また、頭部X線規格写真の撮影方向には3種類(側方、正面、斜側面)ありますが、矯正歯科の分野では「側方」からのものが最も広く用いられている撮影方法になります。

通常、矯正歯科医院でセファロ撮影というと、この側面方向の撮影を指すことが多いのです。

歯科用CT

歯科において、おもにインプラント治療の術前検査においてよく撮影されます歯科用CTは、頭頚部に特化したX線装置で特に口腔、歯科領域の診断に絶大なる威力を発揮する最新医療機械なのです。

 

歯科においてのCT診断は非常に有効です。

 

インプラントや矯正治療では、歯と顎の骨の位置関係、大きさなど従来のレントゲンでは見ることのできない情報をたくさん得ることができます。

また、CT3D構築画像は患者さんにもとても分かりやすい画像診断法ともいえるのです。

 

従来のレントゲン診査では医師の感覚といった要素が診断を大きく左右していたのですが、それに加えて正確な骨の形態を把握するということは安全性、確実性において患者さんにとってとても大きなメリットがあるといえるです。

 

現在ではインプラント治療において、術前のCT検査は世界的な常識となりつつあります。
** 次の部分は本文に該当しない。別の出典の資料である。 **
// rv32dec - RV32I instruction decoder
//
// This library implements the decode stage of an instruction-set simulator:
// a pure mapping from a 32-bit RV32I instruction word to its fields.
//
// # Decoding
//
// 1. **Field extraction** (`decode.rs`): rd, rs1, rs2, funct3 and funct7 are
//    pulled from their fixed positions for every word, whatever the format
// 2. **Classification** (`opcode.rs`): bits [6:0] select an `OpcodeClass`;
//    anything outside the base table is `INVALID`, never an error
// 3. **Immediates** (`opcode.rs`): the class selects a `Format` (R/I/S/B/U/J),
//    which reassembles the scattered immediate bits and sign-extends them
//    from instruction bit 31
//
// Funct codes are not interpreted further: telling ADD from SUB, or
// rejecting reserved encodings, is left to the execute stage.
//
// # Code buffers
//
// `stream.rs` walks a little-endian byte buffer word by word. That is the
// only fallible entry point; `decode` itself is total.

pub mod decode;
pub mod error;
pub mod opcode;
pub mod stream;

pub use decode::{decode, DecodedInstruction};
pub use error::DecodeError;
pub use opcode::{Format, OpcodeClass};
pub use stream::{decode_words, disassemble, CodeRegion, Located};
//! Playback state machine for the animation driver.
//!
//! Valid transitions:
//! - Idle -> Playing (gesture activated)
//! - Playing -> Playing (repeat restart, or a new gesture supersedes)
//! - Playing -> Idle (repeats exhausted, or deactivated externally)

use std::fmt;

use serde::Serialize;

/// Operational state of an [`AnimationDriver`](crate::AnimationDriver).
#[derive(Debug, Clone, Copy, PartialEq, Eq, Hash, Serialize)]
#[serde(rename_all = "snake_case")]
pub enum DriverState {
    /// Not ticking. The last computed pose is held.
    Idle,
    /// Advancing the active gesture every frame.
    Playing,
}

impl fmt::Display for DriverState {
    fn fmt(&self, f: &mut fmt::Formatter<'_>) -> fmt::Result {
        match self {
            DriverState::Idle => write!(f, "Idle"),
            DriverState::Playing => write!(f, "Playing"),
        }
    }
}

impl DriverState {
    /// Returns whether a transition from `self` to `target` is valid.
    pub fn can_transition_to(&self, target: &DriverState) -> bool {
        matches!(
            (self, target),
            (DriverState::Idle, DriverState::Playing)
                | (DriverState::Playing, DriverState::Playing)
                | (DriverState::Playing, DriverState::Idle)
        )
    }

    pub fn is_playing(&self) -> bool {
        matches!(self, DriverState::Playing)
    }
}
pub mod config;
pub mod error;
pub mod types;

pub use config::SignaConfig;
pub use error::{Result, SignaError};
pub use types::*;
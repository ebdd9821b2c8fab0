//! CLI argument definitions for the `signa` binary.
//!
//! Priority resolution: CLI args > env vars > config file > defaults.

use std::path::PathBuf;

use clap::{Parser, Subcommand, ValueEnum};

use signa_core::types::RenderMode;

/// Signa: turn text into sign language notation and avatar animation.
#[derive(Parser, Debug)]
#[command(name = "signa", version, about)]
pub struct CliArgs {
    /// Path to the configuration file.
    #[arg(short = 'c', long = "config", global = true)]
    pub config: Option<PathBuf>,

    /// Data directory for stored credentials.
    #[arg(short = 'd', long = "data-dir", global = true)]
    pub data_dir: Option<PathBuf>,

    /// Log level (trace, debug, info, warn, error).
    #[arg(short = 'l', long = "log-level", global = true)]
    pub log_level: Option<String>,

    #[command(subcommand)]
    pub command: Command,
}

#[derive(Subcommand, Debug)]
pub enum Command {
    /// Encode text into gesture notation.
    Encode {
        text: Vec<String>,
        /// Print one line per word with its token.
        #[arg(long)]
        words: bool,
    },
    /// Split a notation string into gesture tokens.
    Parse { notation: String },
    /// Compile one gesture token into its animation spec (JSON).
    Compile {
        token: String,
        /// Include the hand shape, movement and head reading.
        #[arg(long)]
        describe: bool,
    },
    /// Play text on the avatar with a simulated frame loop.
    Play {
        text: Vec<String>,
        /// Frames per second, overriding the configured rate.
        #[arg(long)]
        fps: Option<u32>,
        /// Presentation mode.
        #[arg(long, value_enum)]
        mode: Option<PlayMode>,
        /// Print every Nth frame.
        #[arg(long, default_value_t = 10)]
        every: u64,
        /// Pace frames against the wall clock instead of running flat out.
        #[arg(long)]
        realtime: bool,
    },
    /// Generate a sign language video for text using the stored API key.
    Video {
        text: Vec<String>,
        /// Append the notation to the prompt.
        #[arg(long)]
        with_notation: bool,
    },
    /// Manage the video provider API key.
    Key {
        #[command(subcommand)]
        action: KeyAction,
    },
}

#[derive(Subcommand, Debug, Clone, PartialEq, Eq)]
pub enum KeyAction {
    /// Store the API key.
    Set { key: String },
    /// Show the stored key, masked.
    Show,
    /// Remove the stored key.
    Clear,
}

#[derive(ValueEnum, Debug, Clone, Copy, PartialEq, Eq)]
pub enum PlayMode {
    Avatar,
    Emoji,
}

impl From<PlayMode> for RenderMode {
    fn from(mode: PlayMode) -> Self {
        match mode {
            PlayMode::Avatar => RenderMode::Avatar,
            PlayMode::Emoji => RenderMode::Emoji,
        }
    }
}

impl CliArgs {
    /// Resolve the configuration file path.
    ///
    /// Priority: --config flag > SIGNA_CONFIG env var > ~/.signa/config.toml.
    pub fn resolve_config_path(&self) -> PathBuf {
        if let Some(ref p) = self.config {
            return p.clone();
        }
        if let Ok(p) = std::env::var("SIGNA_CONFIG") {
            return PathBuf::from(p);
        }
        default_config_path()
    }

    /// Priority: --data-dir flag > config file value.
    pub fn resolve_data_dir(&self) -> Option<String> {
        self.data_dir
            .as_ref()
            .map(|p| p.to_string_lossy().to_string())
    }

    /// Priority: --log-level flag > config file value.
    pub fn resolve_log_level(&self) -> Option<String> {
        self.log_level.clone()
    }
}

fn home_dir() -> Option<PathBuf> {
    #[cfg(target_os = "windows")]
    let home = std::env::var("USERPROFILE");
    #[cfg(not(target_os = "windows"))]
    let home = std::env::var("HOME");
    home.ok().map(PathBuf::from)
}

fn default_config_path() -> PathBuf {
    match home_dir() {
        Some(home) => home.join(".signa").join("config.toml"),
        None => PathBuf::from("config.toml"),
    }
}

/// Expand a leading `~` to the home directory.
pub fn expand_home(path: &str) -> PathBuf {
    if let Some(rest) = path.strip_prefix("~/").or_else(|| path.strip_prefix("~\\")) {
        return home_dir()
            .unwrap_or_else(|| PathBuf::from("."))
            .join(rest);
    }
    PathBuf::from(path)
}

/// Join positional words back into one utterance.
pub fn join_text(words: &[String]) -> String {
    words.join(" ")
}

#[cfg(test)]
mod tests {
    use super::*;

    #[test]
    fn test_parse_encode() {
        let args = CliArgs::try_parse_from(["signa", "encode", "hello", "world"]).unwrap();
        match args.command {
            Command::Encode { text, words } => {
                assert_eq!(join_text(&text), "hello world");
                assert!(!words);
            }
            other => panic!("unexpected command {:?}", other),
        }
    }

    #[test]
    fn test_parse_play_options() {
        let args = CliArgs::try_parse_from([
            "signa", "play", "--fps", "30", "--mode", "emoji", "thank", "you",
        ])
        .unwrap();
        match args.command {
            Command::Play {
                text,
                fps,
                mode,
                every,
                realtime,
            } => {
                assert_eq!(text, vec!["thank", "you"]);
                assert_eq!(fps, Some(30));
                assert_eq!(mode, Some(PlayMode::Emoji));
                assert_eq!(every, 10);
                assert!(!realtime);
            }
            other => panic!("unexpected command {:?}", other),
        }
    }

    #[test]
    fn test_parse_key_actions() {
        let args = CliArgs::try_parse_from(["signa", "key", "set", "abc"]).unwrap();
        assert!(matches!(
            args.command,
            Command::Key { action: KeyAction::Set { ref key } } if key == "abc"
        ));
        let args = CliArgs::try_parse_from(["signa", "key", "clear"]).unwrap();
        assert!(matches!(
            args.command,
            Command::Key {
                action: KeyAction::Clear
            }
        ));
    }

    #[test]
    fn test_global_flags_after_subcommand() {
        let args =
            CliArgs::try_parse_from(["signa", "parse", "a | b", "-c", "/tmp/signa.toml"]).unwrap();
        assert_eq!(args.resolve_config_path(), PathBuf::from("/tmp/signa.toml"));
        assert!(args.resolve_log_level().is_none());
        assert!(args.resolve_data_dir().is_none());
    }

    #[test]
    fn test_unknown_mode_rejected() {
        assert!(CliArgs::try_parse_from(["signa", "play", "--mode", "video", "hi"]).is_err());
    }

    #[test]
    fn test_play_mode_into_render_mode() {
        assert_eq!(RenderMode::from(PlayMode::Avatar), RenderMode::Avatar);
        assert_eq!(RenderMode::from(PlayMode::Emoji), RenderMode::Emoji);
    }

    #[test]
    fn test_expand_home_absolute_untouched() {
        assert_eq!(expand_home("/var/signa"), PathBuf::from("/var/signa"));
        assert!(!expand_home("~/data").starts_with("~"));
    }
}
#[cfg(test)]
mod tests {
    use super::*;
    use serde_json::json;
    use std::sync::{Arc, Mutex};
    use tokio::io::{AsyncReadExt, AsyncWriteExt};
    use tokio::net::{TcpListener, TcpStream};

    /// Minimal HTTP/1.1 server that answers with scripted responses in
    /// order, repeating the last one once the script runs out. Records
    /// each request line and its lowercased headers.
    async fn stub_queue(script: Vec<(u16, String)>) -> (String, Arc<Mutex<Vec<String>>>) {
        let listener = TcpListener::bind("127.0.0.1:0").await.unwrap();
        let addr = listener.local_addr().unwrap();
        let seen = Arc::new(Mutex::new(Vec::new()));
        let log = Arc::clone(&seen);
        tokio::spawn(async move {
            let mut served = 0usize;
            loop {
                let Ok((mut stream, _)) = listener.accept().await else {
                    return;
                };
                let head = read_request(&mut stream).await;
                log.lock().unwrap().push(head);
                let (status, body) = &script[served.min(script.len() - 1)];
                served += 1;
                let response = format!(
                    "HTTP/1.1 {} STUB\r\nContent-Type: application/json\r\n\
                     Content-Length: {}\r\nConnection: close\r\n\r\n{}",
                    status,
                    body.len(),
                    body
                );
                let _ = stream.write_all(response.as_bytes()).await;
                let _ = stream.shutdown().await;
            }
        });
        (format!("http://{}", addr), seen)
    }

    async fn read_request(stream: &mut TcpStream) -> String {
        let mut buf = Vec::new();
        let mut chunk = [0u8; 1024];
        let header_end = loop {
            let n = stream.read(&mut chunk).await.unwrap_or(0);
            if n == 0 {
                break buf.len();
            }
            buf.extend_from_slice(&chunk[..n]);
            if let Some(pos) = buf.windows(4).position(|w| w == b"\r\n\r\n") {
                break pos + 4;
            }
        };
        let head = String::from_utf8_lossy(&buf[..header_end]).to_lowercase();
        let content_length = head
            .lines()
            .find_map(|l| l.strip_prefix("content-length:"))
            .and_then(|v| v.trim().parse::<usize>().ok())
            .unwrap_or(0);
        while buf.len() < header_end + content_length {
            let n = stream.read(&mut chunk).await.unwrap_or(0);
            if n == 0 {
                break;
            }
            buf.extend_from_slice(&chunk[..n]);
        }
        head
    }

    fn client_for(endpoint: &str, timeout_secs: u64) -> FalVideoClient {
        FalVideoClient::new(&VideoConfig {
            endpoint: endpoint.to_string(),
            poll_interval_ms: 20,
            timeout_secs,
            ..VideoConfig::default()
        })
    }

    fn reply(status: u16, body: Value) -> (u16, String) {
        (status, body.to_string())
    }

    #[test]
    fn test_extract_video_nested_url() {
        let result = json!({ "video": { "url": "https://cdn.example/v.mp4" } });
        assert_eq!(
            extract_video_url(&result).as_deref(),
            Some("https://cdn.example/v.mp4")
        );
    }

    #[test]
    fn test_extract_video_url_field() {
        let result = json!({ "video_url": "https://a/1.mp4", "url": "https://a/2.mp4" });
        assert_eq!(extract_video_url(&result).as_deref(), Some("https://a/1.mp4"));
    }

    #[test]
    fn test_extract_plain_url() {
        let result = json!({ "url": "https://a/2.mp4" });
        assert_eq!(extract_video_url(&result).as_deref(), Some("https://a/2.mp4"));
    }

    #[test]
    fn test_extract_output_video_url() {
        let result = json!({ "output": { "video_url": "https://a/3.mp4" } });
        assert_eq!(extract_video_url(&result).as_deref(), Some("https://a/3.mp4"));
    }

    #[test]
    fn test_extract_missing_url() {
        assert!(extract_video_url(&json!({ "status": "ok" })).is_none());
        assert!(extract_video_url(&json!({ "url": 42 })).is_none());
        assert!(extract_video_url(&json!({ "url": "" })).is_none());
        assert!(extract_video_url(&json!([])).is_none());
    }

    #[test]
    fn test_urls_built_from_config() {
        let config = VideoConfig {
            endpoint: "https://queue.fal.run/".to_string(),
            ..VideoConfig::default()
        };
        let client = FalVideoClient::new(&config);
        assert_eq!(client.submit_url(), "https://queue.fal.run/fal-ai/veo2");
        assert_eq!(
            client.request_url("abc", "/status"),
            "https://queue.fal.run/fal-ai/veo2/requests/abc/status"
        );
        assert_eq!(client.timeout, Duration::from_secs(120));
        assert_eq!(client.poll_interval, Duration::from_millis(1000));
    }

    #[test]
    fn test_queue_payloads_deserialize() {
        let submission: QueueSubmission = serde_json::from_value(json!({
            "request_id": "r-1",
            "status_url": "https://s",
        }))
        .unwrap();
        assert_eq!(submission.request_id, "r-1");
        assert_eq!(submission.status_url.as_deref(), Some("https://s"));
        assert!(submission.response_url.is_none());

        let status: QueueStatus =
            serde_json::from_value(json!({ "status": "IN_QUEUE", "queue_position": 3 })).unwrap();
        assert_eq!(status.status, "IN_QUEUE");
        assert_eq!(status.queue_position, Some(3));
    }

    #[test]
    fn test_truncate() {
        assert_eq!(truncate("abcdef", 3), "abc...");
        assert_eq!(truncate("ab", 3), "ab");
    }

    #[tokio::test]
    async fn test_generate_without_key_fails_fast() {
        let client = FalVideoClient::new(&VideoConfig::default());
        let prompt = VideoPrompt::new("hello").unwrap();
        let result = client.generate(&prompt, "  ").await;
        assert!(matches!(result, Err(VideoError::MissingCredential)));
    }

    #[test]
    fn test_next_step_by_status() {
        let status = |s: &str| QueueStatus {
            status: s.to_string(),
            queue_position: None,
        };
        assert_eq!(next_step(&status("COMPLETED")), PollStep::Fetch);
        assert_eq!(next_step(&status("IN_QUEUE")), PollStep::Wait);
        assert_eq!(next_step(&status("IN_PROGRESS")), PollStep::Wait);
        assert_eq!(
            next_step(&status("FAILED")),
            PollStep::Fail("FAILED".to_string())
        );
        assert_eq!(next_step(&status("")), PollStep::Fail(String::new()));
    }

    #[tokio::test]
    async fn test_generate_polls_until_completed() {
        let (endpoint, seen) = stub_queue(vec![
            reply(200, json!({ "request_id": "req-7" })),
            reply(200, json!({ "status": "IN_QUEUE", "queue_position": 2 })),
            reply(200, json!({ "status": "IN_PROGRESS" })),
            reply(200, json!({ "status": "COMPLETED" })),
            reply(200, json!({ "video": { "url": "https://cdn.example/out.mp4" } })),
        ])
        .await;
        let client = client_for(&endpoint, 10);
        let prompt = VideoPrompt::new("hello").unwrap();

        let output = client.generate(&prompt, "test-key").await.unwrap();
        assert_eq!(output.url, "https://cdn.example/out.mp4");
        assert_eq!(output.request_id.as_deref(), Some("req-7"));

        let seen = seen.lock().unwrap();
        let request_lines: Vec<&str> = seen.iter().filter_map(|r| r.lines().next()).collect();
        assert_eq!(
            request_lines,
            vec![
                "post /fal-ai/veo2 http/1.1",
                "get /fal-ai/veo2/requests/req-7/status http/1.1",
                "get /fal-ai/veo2/requests/req-7/status http/1.1",
                "get /fal-ai/veo2/requests/req-7/status http/1.1",
                "get /fal-ai/veo2/requests/req-7 http/1.1",
            ]
        );
        assert!(seen
            .iter()
            .all(|r| r.contains("authorization: key test-key")));
    }

    #[tokio::test]
    async fn test_generate_reports_failed_status() {
        let (endpoint, _) = stub_queue(vec![
            reply(200, json!({ "request_id": "req-f" })),
            reply(200, json!({ "status": "IN_PROGRESS" })),
            reply(200, json!({ "status": "FAILED" })),
        ])
        .await;
        let client = client_for(&endpoint, 10);
        let prompt = VideoPrompt::new("hello").unwrap();

        let err = client.generate(&prompt, "test-key").await.unwrap_err();
        assert!(matches!(err, VideoError::Failed(ref s) if s == "FAILED"));
    }

    #[tokio::test]
    async fn test_generate_surfaces_http_error() {
        let (endpoint, seen) =
            stub_queue(vec![(401, "unauthorized".to_string())]).await;
        let client = client_for(&endpoint, 10);
        let prompt = VideoPrompt::new("hello").unwrap();

        let err = client.generate(&prompt, "bad-key").await.unwrap_err();
        assert!(matches!(
            err,
            VideoError::Api { status: 401, ref body } if body == "unauthorized"
        ));
        assert_eq!(seen.lock().unwrap().len(), 1);
    }

    #[tokio::test]
    async fn test_generate_times_out_while_in_progress() {
        let (endpoint, _) = stub_queue(vec![
            reply(200, json!({ "request_id": "req-slow" })),
            reply(200, json!({ "status": "IN_PROGRESS" })),
        ])
        .await;
        let client = client_for(&endpoint, 1);
        let prompt = VideoPrompt::new("hello").unwrap();

        let err = client.generate(&prompt, "test-key").await.unwrap_err();
        assert!(matches!(err, VideoError::Timeout(1)));
    }

    #[tokio::test]
    async fn test_generate_result_without_url() {
        let (endpoint, _) = stub_queue(vec![
            reply(200, json!({ "request_id": "req-n" })),
            reply(200, json!({ "status": "COMPLETED" })),
            reply(200, json!({ "detail": "done" })),
        ])
        .await;
        let client = client_for(&endpoint, 10);
        let prompt = VideoPrompt::new("hello").unwrap();

        let err = client.generate(&prompt, "test-key").await.unwrap_err();
        assert!(matches!(err, VideoError::NoVideoUrl(ref body) if body.contains("done")));
    }
}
しかしインプラント治療を経験したことがある患者さまが増えてきたとともに、インプラント治療に関連する失敗などのトラブルを増加してきたことも事実です。

 

そのため安全にインプラント治療をおこなうためには、治療前だけでなくインプラント植立後の状態もCT撮影をおこない、3次元的に当初の計画通りインプラント治療が行われているか検査することが、近年では重要視されているのです。

それには、歯科用CTを設置した歯科医院にてインプラント治療をおこない、施術後すぐに検査をおこなうことが安全なインプラント治療の第一歩であると考えられています。